Otto hit hard, ready to learn from first loss
OAKLAND -- Every player who has ever graced a baseball field, regardless of how their career ultimately turns out, will experience their “welcome to the big leagues” moment. On a brisk, cold Friday night at the Coliseum, Rangers rookie Glenn Otto had his.
Otto was rocked for eight runs in 3 1/3 innings in a 10-5 loss to the A’s, being handed his first career loss in the process. But even on a night when every ball seemed to find a hole, it served as an opportunity to grow.
“It’s fun. It’s competition,” Otto said. “Obviously, you want to come out on top and anytime you lose, you’re going to be able to learn from it, and I’m definitely going to be able to learn from tonight.”
In terms of tangible takeaways, Otto pointed out that he had a tendency to do too much, trying to make great pitches when good ones would have sufficed. Manager Chris Woodward praised that awareness, a trait he does not typically find in pitchers this young.
“We see a lot of guys, especially at this level early on in their career, they all want to be great right from the beginning,” Woodward said. “That awareness is an awesome quality to have.
“Usually, you see it in older guys. They don’t panic. Even if they give up three or four, they come back in and they talk about it the next day like, ‘I have to be better. I have to just stick with my stuff there.’ To see a young kid see that head on his shoulders, that’s why it’s a real positive thing for us and for him as we look to the future.”
Along with the intangible of awareness, Otto has flashed the stuff that’s beginning to turn heads. This was unquestionably the worst start of his three at the Major League level, but the 25-year-old right-hander’s called-strike-and-whiff rate of 36.7 percent was his best of the three. Funny how baseball works.
To zero in on the silver linings, Otto’s peripherals are still a bright spot. Against Oakland, Otto struck out five while walking just one. In 13 career innings, Otto has 16 strikeouts to two walks and has yet to allow a home run, the holy trinity of controlling what he can control.
The high strikeout rate, low walk rate and non-existent home run rate leads to Otto’s FIP standing at 1.62, even as his ERA ballooned to 6.92. Those numbers will likely veer somewhere toward the middle, but Otto’s FIP, nonetheless, is tantalizing.
Otto’s evening began innocently enough, shaking off Matt Olson’s two-out single to pitch a scoreless first inning. With Adolis García driving in a run in the top half of the frame, the Rangers’ night had promise.
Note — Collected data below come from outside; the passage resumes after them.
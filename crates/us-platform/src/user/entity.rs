//! User account entity

use regex::Regex;
use serde::{Deserialize, Serialize};
use utoipa::ToSchema;
use uuid::Uuid;

use crate::details;
use crate::usecase::UseCaseError;

fn email_pattern() -> &'static Regex {
    static PATTERN: std::sync::OnceLock<Regex> = std::sync::OnceLock::new();
    PATTERN.get_or_init(|| {
        Regex::new(r"^[a-zA-Z0-9._%+-]+@[a-zA-Z0-9.-]+\.[a-zA-Z]{2,}$").unwrap()
    })
}

/// A stored account.
#[derive(Debug, Clone, PartialEq, Eq, Serialize, Deserialize, ToSchema)]
#[serde(rename_all = "camelCase")]
pub struct User {
    /// Server-assigned UUID, immutable after creation
    pub id: String,
    pub first_name: String,
    pub last_name: String,
    pub email: String,
    /// Optional role reference; `null` means no role assigned
    pub role: Option<i64>,
}

impl User {
    /// Build a new account from a validated payload with a fresh identifier.
    /// Any identifier the caller supplied is ignored.
    pub fn new(payload: UserPayload) -> Self {
        Self {
            id: Uuid::new_v4().to_string(),
            first_name: payload.first_name,
            last_name: payload.last_name,
            email: payload.email,
            role: payload.role,
        }
    }

    /// Merge an update into this record. The identifier never changes and an
    /// absent role keeps the stored one.
    pub fn merged(&self, payload: UserPayload) -> Self {
        Self {
            id: self.id.clone(),
            first_name: payload.first_name,
            last_name: payload.last_name,
            email: payload.email,
            role: payload.role.or(self.role),
        }
    }
}

/// Body of create and update requests.
#[derive(Debug, Clone, Default, PartialEq, Eq, Serialize, Deserialize, ToSchema)]
#[serde(rename_all = "camelCase")]
pub struct UserPayload {
    #[serde(default)]
    pub first_name: String,
    #[serde(default)]
    pub last_name: String,
    #[serde(default)]
    pub email: String,
    #[serde(default)]
    pub role: Option<i64>,
}

impl UserPayload {
    pub fn new(first_name: impl Into<String>, last_name: impl Into<String>, email: impl Into<String>) -> Self {
        Self {
            first_name: first_name.into(),
            last_name: last_name.into(),
            email: email.into(),
            role: None,
        }
    }

    pub fn with_role(mut self, role: i64) -> Self {
        self.role = Some(role);
        self
    }

    /// Required fields must be non-blank and the email well formed.
    pub fn validate(&self) -> Result<(), UseCaseError> {
        for (field, value) in [
            ("firstName", &self.first_name),
            ("lastName", &self.last_name),
            ("email", &self.email),
        ] {
            if value.trim().is_empty() {
                return Err(UseCaseError::bad_input(
                    "FIELD_REQUIRED",
                    format!("{} is required", field),
                ));
            }
        }

        if !email_pattern().is_match(self.email.trim()) {
            return Err(UseCaseError::validation_with_details(
                "EMAIL_INVALID",
                format!("Email '{}' is not a valid address", self.email),
                details! { "field" => "email" },
            ));
        }

        Ok(())
    }
}

#[cfg(test)]
mod tests {
    use super::*;

    #[test]
    fn test_new_user_gets_fresh_id() {
        let a = User::new(UserPayload::new("Ada", "Lovelace", "ada@example.com"));
        let b = User::new(UserPayload::new("Ada", "Lovelace", "ada@example.com"));
        assert_ne!(a.id, b.id);
        assert!(Uuid::parse_str(&a.id).is_ok());
    }

    #[test]
    fn test_payload_ignores_client_id() {
        let payload: UserPayload = serde_json::from_value(serde_json::json!({
            "id": "client-chosen",
            "firstName": "Ada",
            "lastName": "Lovelace",
            "email": "ada@example.com"
        }))
        .unwrap();
        assert_ne!(User::new(payload).id, "client-chosen");
    }

    #[test]
    fn test_merged_keeps_id_and_role_when_absent() {
        let user = User::new(UserPayload::new("Ada", "Lovelace", "ada@example.com").with_role(3));
        let merged = user.merged(UserPayload::new("Ada", "King", "ada@king.org"));
        assert_eq!(merged.id, user.id);
        assert_eq!(merged.last_name, "King");
        assert_eq!(merged.role, Some(3));

        let reassigned = user.merged(UserPayload::new("Ada", "King", "ada@king.org").with_role(5));
        assert_eq!(reassigned.role, Some(5));
    }

    #[test]
    fn test_validate_requires_fields() {
        let err = UserPayload::new("", "B", "a@b.co").validate().unwrap_err();
        assert!(matches!(err, UseCaseError::BadInput { .. }));
        let err = UserPayload::new("A", "  ", "a@b.co").validate().unwrap_err();
        assert!(matches!(err, UseCaseError::BadInput { .. }));
        let err = UserPayload::new("A", "B", "").validate().unwrap_err();
        assert!(matches!(err, UseCaseError::BadInput { .. }));
    }

    #[test]
    fn test_validate_email_format() {
        assert!(UserPayload::new("A", "B", "a@b.co").validate().is_ok());
        assert!(UserPayload::new("A", "B", "first.last+tag@sub.example.org").validate().is_ok());

        let err = UserPayload::new("A", "B", "bad-email").validate().unwrap_err();
        assert!(matches!(err, UseCaseError::ValidationError { .. }));
        assert!(err.is_bad_input());
        assert!(UserPayload::new("A", "B", "a@b").validate().is_err());
        assert!(UserPayload::new("A", "B", "a b@c.com").validate().is_err());
    }

    #[test]
    fn test_serializes_camel_case_with_null_role() {
        let user = User {
            id: "u1".to_string(),
            first_name: "Ada".to_string(),
            last_name: "Lovelace".to_string(),
            email: "ada@example.com".to_string(),
            role: None,
        };
        let json = serde_json::to_value(&user).unwrap();
        assert_eq!(json["firstName"], "Ada");
        assert!(json["role"].is_null());
    }
}
//! Role entity

use serde::{Deserialize, Serialize};
use utoipa::ToSchema;

use crate::usecase::UseCaseError;

#[derive(Debug, Clone, PartialEq, Eq, Serialize, Deserialize, ToSchema)]
pub struct Role {
    /// Store-assigned identifier
    pub id: i64,
    pub name: String,
}

/// Body of role create and update requests.
#[derive(Debug, Clone, Default, PartialEq, Eq, Serialize, Deserialize, ToSchema)]
pub struct RolePayload {
    #[serde(default)]
    pub name: String,
}

impl RolePayload {
    pub fn new(name: impl Into<String>) -> Self {
        Self { name: name.into() }
    }

    pub fn validate(&self) -> Result<(), UseCaseError> {
        if self.name.trim().is_empty() {
            return Err(UseCaseError::bad_input("ROLE_NAME_REQUIRED", "name is required"));
        }
        Ok(())
    }
}
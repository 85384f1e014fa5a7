//! Role Repository

use sqlx::any::AnyRow;
use sqlx::{Any, AnyConnection, AnyPool, Row, Transaction};

use crate::role::entity::Role;
use crate::shared::error::Result;
use crate::store::inserted_id;

const SELECT_ROLES: &str = "SELECT id, name FROM roles";

pub struct RoleRepository {
    pool: AnyPool,
}

impl RoleRepository {
    pub fn new(pool: AnyPool) -> Self {
        Self { pool }
    }

    pub async fn begin(&self) -> Result<Transaction<'static, Any>> {
        Ok(self.pool.begin().await?)
    }

    pub async fn find_all(&self) -> Result<Vec<Role>> {
        let rows = sqlx::query(SELECT_ROLES).fetch_all(&self.pool).await?;
        rows.iter().map(parse_row).collect()
    }

    pub async fn find_by_id(&self, id: i64) -> Result<Option<Role>> {
        let mut conn = self.pool.acquire().await?;
        self.find_by_id_in(&mut conn, id).await
    }

    pub async fn find_by_id_in(&self, conn: &mut AnyConnection, id: i64) -> Result<Option<Role>> {
        let row = sqlx::query(&format!("{} WHERE id = ?", SELECT_ROLES))
            .bind(id)
            .fetch_optional(conn)
            .await?;
        row.as_ref().map(parse_row).transpose()
    }

    /// Insert and return the stored role with its assigned id.
    pub async fn insert(&self, conn: &mut AnyConnection, name: &str) -> Result<Role> {
        let result = sqlx::query("INSERT INTO roles (name) VALUES (?)")
            .bind(name)
            .execute(&mut *conn)
            .await?;
        let id = inserted_id(conn, &result).await?;
        Ok(Role { id, name: name.to_string() })
    }

    pub async fn update(&self, conn: &mut AnyConnection, role: &Role) -> Result<u64> {
        let result = sqlx::query("UPDATE roles SET name = ? WHERE id = ?")
            .bind(&role.name)
            .bind(role.id)
            .execute(conn)
            .await?;
        Ok(result.rows_affected())
    }

    pub async fn delete(&self, conn: &mut AnyConnection, id: i64) -> Result<u64> {
        let result = sqlx::query("DELETE FROM roles WHERE id = ?")
            .bind(id)
            .execute(conn)
            .await?;
        Ok(result.rows_affected())
    }
}

fn parse_row(row: &AnyRow) -> Result<Role> {
    Ok(Role {
        id: row.try_get("id")?,
        name: row.try_get("name")?,
    })
}
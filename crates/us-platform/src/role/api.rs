//! Roles API

use std::sync::Arc;

use axum::{
    extract::{Path, State},
    http::StatusCode,
    Extension, Json,
};
use utoipa_axum::{router::OpenApiRouter, routes};

use crate::audit::{EntityChange, EntityType};
use crate::auth::{actor_required, Actor, ActorIdentityExtractor};
use crate::role::entity::{Role, RolePayload};
use crate::role::service::RoleService;
use crate::shared::api_common::{parse_numeric_id, SuccessResponse};
use crate::shared::error::PlatformError;

#[derive(Clone)]
pub struct RolesState {
    pub roles: Arc<RoleService>,
}

/// List roles
#[utoipa::path(
    get,
    path = "/",
    tag = "roles",
    operation_id = "getUsersRoles",
    responses(
        (status = 200, description = "All roles", body = Vec<Role>)
    )
)]
pub async fn list_roles(State(state): State<RolesState>) -> Result<Json<Vec<Role>>, PlatformError> {
    Ok(Json(state.roles.list().await?))
}

/// Get role by id
#[utoipa::path(
    get,
    path = "/{id}",
    tag = "roles",
    operation_id = "getUsersRolesById",
    params(("id" = i64, Path, description = "Role id")),
    responses(
        (status = 200, description = "Role found", body = Role),
        (status = 400, description = "Malformed id"),
        (status = 404, description = "Role not found")
    )
)]
pub async fn get_role(
    State(state): State<RolesState>,
    Path(id): Path<String>,
) -> Result<Json<Role>, PlatformError> {
    let id = parse_numeric_id("Role", &id)?;
    Ok(Json(state.roles.get(id).await?))
}

/// Create role
#[utoipa::path(
    post,
    path = "/",
    tag = "roles",
    operation_id = "postUsersRoles",
    request_body = RolePayload,
    responses(
        (status = 201, description = "Role created", body = Role),
        (status = 400, description = "Missing name"),
        (status = 403, description = "Missing or invalid identity token")
    ),
    security(("id_token" = []))
)]
pub async fn create_role(
    State(state): State<RolesState>,
    actor: Actor,
    Json(payload): Json<RolePayload>,
) -> Result<(StatusCode, Extension<EntityChange>, Json<Role>), PlatformError> {
    let change = state.roles.create(payload.clone()).await?;
    let role = change
        .after
        .clone()
        .ok_or_else(|| PlatformError::internal("Create produced no record"))?;

    tracing::info!(role_id = role.id, actor = %actor.user_id, "Role created via API");
    let audit = EntityChange::new(EntityType::Role, role.id.to_string(), &change).with_payload(&payload);
    Ok((StatusCode::CREATED, Extension(audit), Json(role)))
}

/// Update role
#[utoipa::path(
    put,
    path = "/{id}",
    tag = "roles",
    operation_id = "putUsersRolesById",
    params(("id" = i64, Path, description = "Role id")),
    request_body = RolePayload,
    responses(
        (status = 200, description = "Role updated", body = Role),
        (status = 400, description = "Malformed id or missing name"),
        (status = 403, description = "Missing or invalid identity token"),
        (status = 404, description = "Role not found")
    ),
    security(("id_token" = []))
)]
pub async fn update_role(
    State(state): State<RolesState>,
    actor: Actor,
    Path(id): Path<String>,
    Json(payload): Json<RolePayload>,
) -> Result<(Extension<EntityChange>, Json<Role>), PlatformError> {
    let id = parse_numeric_id("Role", &id)?;
    let change = state.roles.update(id, payload.clone()).await?;
    let role = change
        .after
        .clone()
        .ok_or_else(|| PlatformError::internal("Update produced no record"))?;

    tracing::info!(role_id = id, actor = %actor.user_id, "Role updated via API");
    let audit = EntityChange::new(EntityType::Role, id.to_string(), &change).with_payload(&payload);
    Ok((Extension(audit), Json(role)))
}

/// Delete role
#[utoipa::path(
    delete,
    path = "/{id}",
    tag = "roles",
    operation_id = "deleteUsersRolesById",
    params(("id" = i64, Path, description = "Role id")),
    responses(
        (status = 200, description = "Role deleted", body = SuccessResponse),
        (status = 400, description = "Malformed id"),
        (status = 403, description = "Missing or invalid identity token"),
        (status = 404, description = "Role not found")
    ),
    security(("id_token" = []))
)]
pub async fn delete_role(
    State(state): State<RolesState>,
    actor: Actor,
    Path(id): Path<String>,
) -> Result<(Extension<EntityChange>, Json<SuccessResponse>), PlatformError> {
    let id = parse_numeric_id("Role", &id)?;
    let change = state.roles.delete(id).await?;

    tracing::info!(role_id = id, actor = %actor.user_id, "Role deleted via API");
    let audit = EntityChange::new(EntityType::Role, id.to_string(), &change);
    Ok((Extension(audit), Json(SuccessResponse::ok())))
}

pub fn roles_router(state: RolesState, identity: Arc<ActorIdentityExtractor>) -> OpenApiRouter {
    let (create_schemas, create_paths, create) = routes!(create_role);
    let (write_schemas, write_paths, writes) = routes!(update_role, delete_role);

    OpenApiRouter::new()
        .routes(routes!(list_roles))
        .routes(routes!(get_role))
        .routes((create_schemas, create_paths, actor_required(create, &identity)))
        .routes((write_schemas, write_paths, actor_required(writes, &identity)))
        .with_state(state)
}
//! Audit logging for account and role mutations.

pub mod entity;
pub mod logger;
pub mod middleware;
pub mod sink;

pub use entity::{AuditAction, AuditEntityScope, AuditEvent, EntityChange, EntityType, RequestMetadata};
pub use logger::{AuditLogger, AuditedFamily};
pub use middleware::audit_requests;
pub use sink::{AuditSink, MemoryAuditSink, TracingAuditSink};
//! Access point aggregate

pub mod api;
pub mod entity;
pub mod repository;
pub mod service;

pub use entity::{AccessPoint, AccessPointPayload};
pub use repository::AccessPointRepository;
pub use service::AccessPointService;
Then, the avalanche. Behind a walk, two hit batters, three singles and Olson’s bases-clearing single -- he was thrown out trying to take second base -- Oakland hung Otto with a six-spot. For perspective, in Otto’s first two starts, he allowed six hits. In short, this wasn’t going to be his night.
“The stuff is there, it’s just a matter of trusting it and, for the most part, he’s executed pretty well here, outside of that six-run inning,” Woodward said. “I know it’s a small sample size, [but] he’s done really well.”
Otto, and the Rangers as a whole, appeared to have bounced back in the third inning; he struck out two in a scoreless frame while the offense generated three runs to shrink the deficit to 6-4. The hope of redemption was short-lived, however. Elvis Andrus’ double and Starling Marte’s triple in the fourth knocked Otto out of the game.
“We need to see what these guys can bounce back from,” Woodward said. “That long second inning, goes back out and has a decent third and then try to right the ship at that point. [He] couldn’t get out of the fourth, but it was good to see him get back out there in that third inning.”
Now, Otto is tasked with bouncing back from not just a bad inning, but his first bad outing.
His next start will likely come against the Astros, the team he blanked across five innings in a stunning debut. Houston has now seen Otto up close, eliminating the surprise factor. He has been impressive, even with Friday’s clunker. Come his next turn in the rotation, he’ll have a chance to continue to apply these lessons.